## Activity
Your answer must consist of one number: how many lines in the records contain "unwrap".
─── Data listing
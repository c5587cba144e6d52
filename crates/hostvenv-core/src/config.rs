use std::collections::HashMap;
use std::env;
use std::path::{Path, PathBuf};
use std::time::Duration;

use serde::{Deserialize, Serialize};

use hostvenv_domain::{Platform, TargetVersion};

use crate::terminal::ShellKind;

/// Path substrings identifying the embedding host's own installation.
pub const DEFAULT_HOST_MARKERS: &[&str] = &[
    "TouchDesigner",
    "Derivative",
    "Program Files\\Derivative",
    "Program Files (x86)\\Derivative",
];

/// Channels tried after the target when scanning Windows install roots.
const FALLBACK_CHANNELS: &[&str] = &["39", "310", "311", "312"];

pub const DEFAULT_PACKAGE: &str = "numpy";

#[derive(Debug, Clone)]
pub(crate) struct EnvSnapshot {
    vars: HashMap<String, String>,
    home: Option<PathBuf>,
}

impl EnvSnapshot {
    pub(crate) fn capture() -> Self {
        Self {
            vars: env::vars().collect(),
            home: dirs_next::home_dir(),
        }
    }

    pub(crate) fn var(&self, key: &str) -> Option<&str> {
        self.vars
            .get(key)
            .map(String::as_str)
            .filter(|value| !value.is_empty())
    }

    pub(crate) fn home(&self) -> Option<&PathBuf> {
        self.home.as_ref()
    }

    #[cfg(test)]
    pub(crate) fn testing(pairs: &[(&str, &str)], home: Option<&str>) -> Self {
        let vars = pairs
            .iter()
            .map(|(k, v)| ((*k).to_string(), (*v).to_string()))
            .collect();
        Self {
            vars,
            home: home.map(PathBuf::from),
        }
    }
}

#[derive(Debug, Clone, Copy, PartialEq, Eq, Serialize, Deserialize)]
pub struct Timeouts {
    #[serde(with = "secs")]
    pub probe: Duration,
    #[serde(with = "secs")]
    pub create: Duration,
    #[serde(with = "secs")]
    pub install: Duration,
    #[serde(with = "secs")]
    pub import_check: Duration,
    #[serde(with = "secs")]
    pub terminal_close: Duration,
}

impl Default for Timeouts {
    fn default() -> Self {
        Self {
            probe: Duration::from_secs(5),
            create: Duration::from_secs(60),
            install: Duration::from_secs(300),
            import_check: Duration::from_secs(30),
            terminal_close: Duration::from_secs(5),
        }
    }
}

/// Where and how the locator looks for a standalone interpreter.
#[derive(Debug, Clone, PartialEq, Eq)]
pub struct LocatorConfig {
    /// Names resolved through `where` / `which`.
    pub search_names: Vec<String>,
    /// Directories scanned by the install-root strategies, in order.
    pub install_dirs: Vec<PathBuf>,
    /// Executable names looked up inside each install directory.
    pub install_executables: Vec<String>,
    pub host_markers: Vec<String>,
    /// Version-dispatching launcher, `py` on Windows.
    pub launcher: Option<String>,
    pub platform: Platform,
    pub probe_timeout: Duration,
}

impl LocatorConfig {
    /// Conventional locations for the current machine.
    pub fn for_target(target: &TargetVersion) -> Self {
        Self::from_snapshot(target, &EnvSnapshot::capture(), Platform::current())
    }

    pub(crate) fn from_snapshot(target: &TargetVersion, snapshot: &EnvSnapshot, platform: Platform) -> Self {
        let host_markers = DEFAULT_HOST_MARKERS.iter().map(ToString::to_string).collect();
        match platform {
            Platform::Windows => Self {
                search_names: vec!["python.exe".into(), "python3.exe".into(), "python".into()],
                install_dirs: windows_install_dirs(target, snapshot),
                install_executables: vec!["python.exe".into(), "python3.exe".into()],
                host_markers,
                launcher: Some("py".into()),
                platform,
                probe_timeout: Timeouts::default().probe,
            },
            Platform::Posix => Self {
                search_names: vec![format!("python{target}"), "python3".into(), "python".into()],
                install_dirs: posix_install_dirs(target, snapshot),
                install_executables: vec![format!("python{target}"), "python3".into(), "python".into()],
                host_markers,
                launcher: None,
                platform,
                probe_timeout: Timeouts::default().probe,
            },
        }
    }

    #[must_use]
    pub fn with_markers<I, S>(mut self, markers: I) -> Self
    where
        I: IntoIterator<Item = S>,
        S: Into<String>,
    {
        for marker in markers {
            let marker = marker.into();
            if !marker.is_empty() && !self.host_markers.contains(&marker) {
                self.host_markers.push(marker);
            }
        }
        self
    }
}

fn windows_install_dirs(target: &TargetVersion, snapshot: &EnvSnapshot) -> Vec<PathBuf> {
    let mut channels = vec![target.compact()];
    for fallback in FALLBACK_CHANNELS {
        if !channels.iter().any(|existing| existing == fallback) {
            channels.push((*fallback).to_string());
        }
    }

    let mut bases = Vec::new();
    if let Some(local) = snapshot.var("LOCALAPPDATA") {
        bases.push(PathBuf::from(local).join("Programs").join("Python"));
    }
    if let Some(program_files) = snapshot.var("PROGRAMFILES") {
        bases.push(PathBuf::from(program_files).join("Python"));
    }

    let mut dirs = Vec::new();
    for base in &bases {
        for channel in &channels {
            dirs.push(base.join(format!("Python{channel}")));
        }
    }
    for channel in &channels {
        dirs.push(PathBuf::from(format!("C:\\Python{channel}")));
    }
    dirs
}

fn posix_install_dirs(target: &TargetVersion, snapshot: &EnvSnapshot) -> Vec<PathBuf> {
    let mut dirs = Vec::new();
    let pyenv_root = snapshot
        .var("PYENV_ROOT")
        .map(PathBuf::from)
        .or_else(|| snapshot.home().map(|home| home.join(".pyenv")));
    if let Some(root) = pyenv_root {
        dirs.extend(pyenv_version_dirs(&root.join("versions"), target));
    }
    for dir in ["/usr/local/bin", "/usr/bin", "/opt/homebrew/bin", "/opt/local/bin"] {
        dirs.push(PathBuf::from(dir));
    }
    dirs
}

/// `<versions>/<target>.*/bin`, sorted by directory name.
fn pyenv_version_dirs(versions: &Path, target: &TargetVersion) -> Vec<PathBuf> {
    let prefix = format!("{target}.");
    let Ok(entries) = std::fs::read_dir(versions) else {
        return Vec::new();
    };
    let mut matches: Vec<PathBuf> = entries
        .filter_map(Result::ok)
        .filter(|entry| entry.file_name().to_string_lossy().starts_with(&prefix))
        .map(|entry| entry.path().join("bin"))
        .collect();
    matches.sort();
    matches
}

/// Inputs of one [`crate::setup`] run.
#[derive(Debug, Clone)]
pub struct SetupConfig {
    pub shell: ShellKind,
    pub launch_terminal: bool,
    pub terminal_visible: bool,
    /// Replaces the version reported by the host.
    pub target_version: Option<TargetVersion>,
    pub force_recreate: bool,
    pub package: String,
    pub timeouts: Timeouts,
    pub platform: Platform,
    /// Extra host markers on top of [`DEFAULT_HOST_MARKERS`].
    pub extra_markers: Vec<String>,
    /// Replaces the conventional locator settings when set.
    pub locator: Option<LocatorConfig>,
    /// Persist the module search path here after updating it.
    pub search_path_file: Option<PathBuf>,
}

impl Default for SetupConfig {
    fn default() -> Self {
        Self {
            shell: ShellKind::default(),
            launch_terminal: true,
            terminal_visible: true,
            target_version: None,
            force_recreate: false,
            package: DEFAULT_PACKAGE.to_string(),
            timeouts: Timeouts::default(),
            platform: Platform::current(),
            extra_markers: Vec::new(),
            locator: None,
            search_path_file: None,
        }
    }
}

mod secs {
    use std::time::Duration;

    use serde::{Deserialize, Deserializer, Serializer};

    pub(super) fn serialize<S: Serializer>(value: &Duration, serializer: S) -> Result<S::Ok, S::Error> {
        serializer.serialize_f64(value.as_secs_f64())
    }

    pub(super) fn deserialize<'de, D: Deserializer<'de>>(deserializer: D) -> Result<Duration, D::Error> {
        f64::deserialize(deserializer).map(Duration::from_secs_f64)
    }
}

#[cfg(test)]
mod tests {
    use super::*;

    fn target(channel: &str) -> TargetVersion {
        TargetVersion::parse(channel).unwrap()
    }

    #[test]
    fn windows_dirs_try_target_channel_first() {
        let snapshot = EnvSnapshot::testing(
            &[
                ("LOCALAPPDATA", "C:\\Users\\op\\AppData\\Local"),
                ("PROGRAMFILES", "C:\\Program Files"),
            ],
            None,
        );
        let config = LocatorConfig::from_snapshot(&target("3.11"), &snapshot, Platform::Windows);
        let first = &config.install_dirs[0];
        assert!(first.ends_with("Python311"), "{first:?}");
        assert!(first.starts_with("C:\\Users\\op\\AppData\\Local"));
        // target once plus the three remaining fallbacks, per base, plus C:\PythonXY
        assert_eq!(config.install_dirs.len(), 4 * 3);
        assert_eq!(config.launcher.as_deref(), Some("py"));
        assert_eq!(config.search_names[0], "python.exe");
    }

    #[test]
    fn windows_dirs_skip_missing_env_roots() {
        let snapshot = EnvSnapshot::testing(&[("LOCALAPPDATA", "")], None);
        let config = LocatorConfig::from_snapshot(&target("3.9"), &snapshot, Platform::Windows);
        assert_eq!(config.install_dirs.len(), 4);
        assert_eq!(config.install_dirs[0], PathBuf::from("C:\\Python39"));
    }

    #[test]
    fn posix_dirs_include_matching_pyenv_versions() {
        let home = tempfile::tempdir().unwrap();
        let versions = home.path().join(".pyenv").join("versions");
        for name in ["3.9.18", "3.9.2", "3.10.4"] {
            std::fs::create_dir_all(versions.join(name)).unwrap();
        }
        let snapshot = EnvSnapshot::testing(&[], home.path().to_str());
        let config = LocatorConfig::from_snapshot(&target("3.9"), &snapshot, Platform::Posix);
        assert_eq!(config.install_dirs[0], versions.join("3.9.18").join("bin"));
        assert_eq!(config.install_dirs[1], versions.join("3.9.2").join("bin"));
        assert!(config.install_dirs.contains(&PathBuf::from("/usr/bin")));
        assert!(!config
            .install_dirs
            .iter()
            .any(|dir| dir.to_string_lossy().contains("3.10.4")));
        assert_eq!(config.search_names[0], "python3.9");
        assert!(config.launcher.is_none());
    }

    #[test]
    fn extra_markers_are_deduplicated() {
        let config = LocatorConfig::from_snapshot(&target("3.9"), &EnvSnapshot::testing(&[], None), Platform::Posix)
            .with_markers(["Derivative", "/opt/host", ""]);
        let count = config
            .host_markers
            .iter()
            .filter(|marker| *marker == "Derivative")
            .count();
        assert_eq!(count, 1);
        assert!(config.host_markers.contains(&"/opt/host".to_string()));
        assert_eq!(config.host_markers.len(), DEFAULT_HOST_MARKERS.len() + 1);
    }
}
──────
## Exercise result
3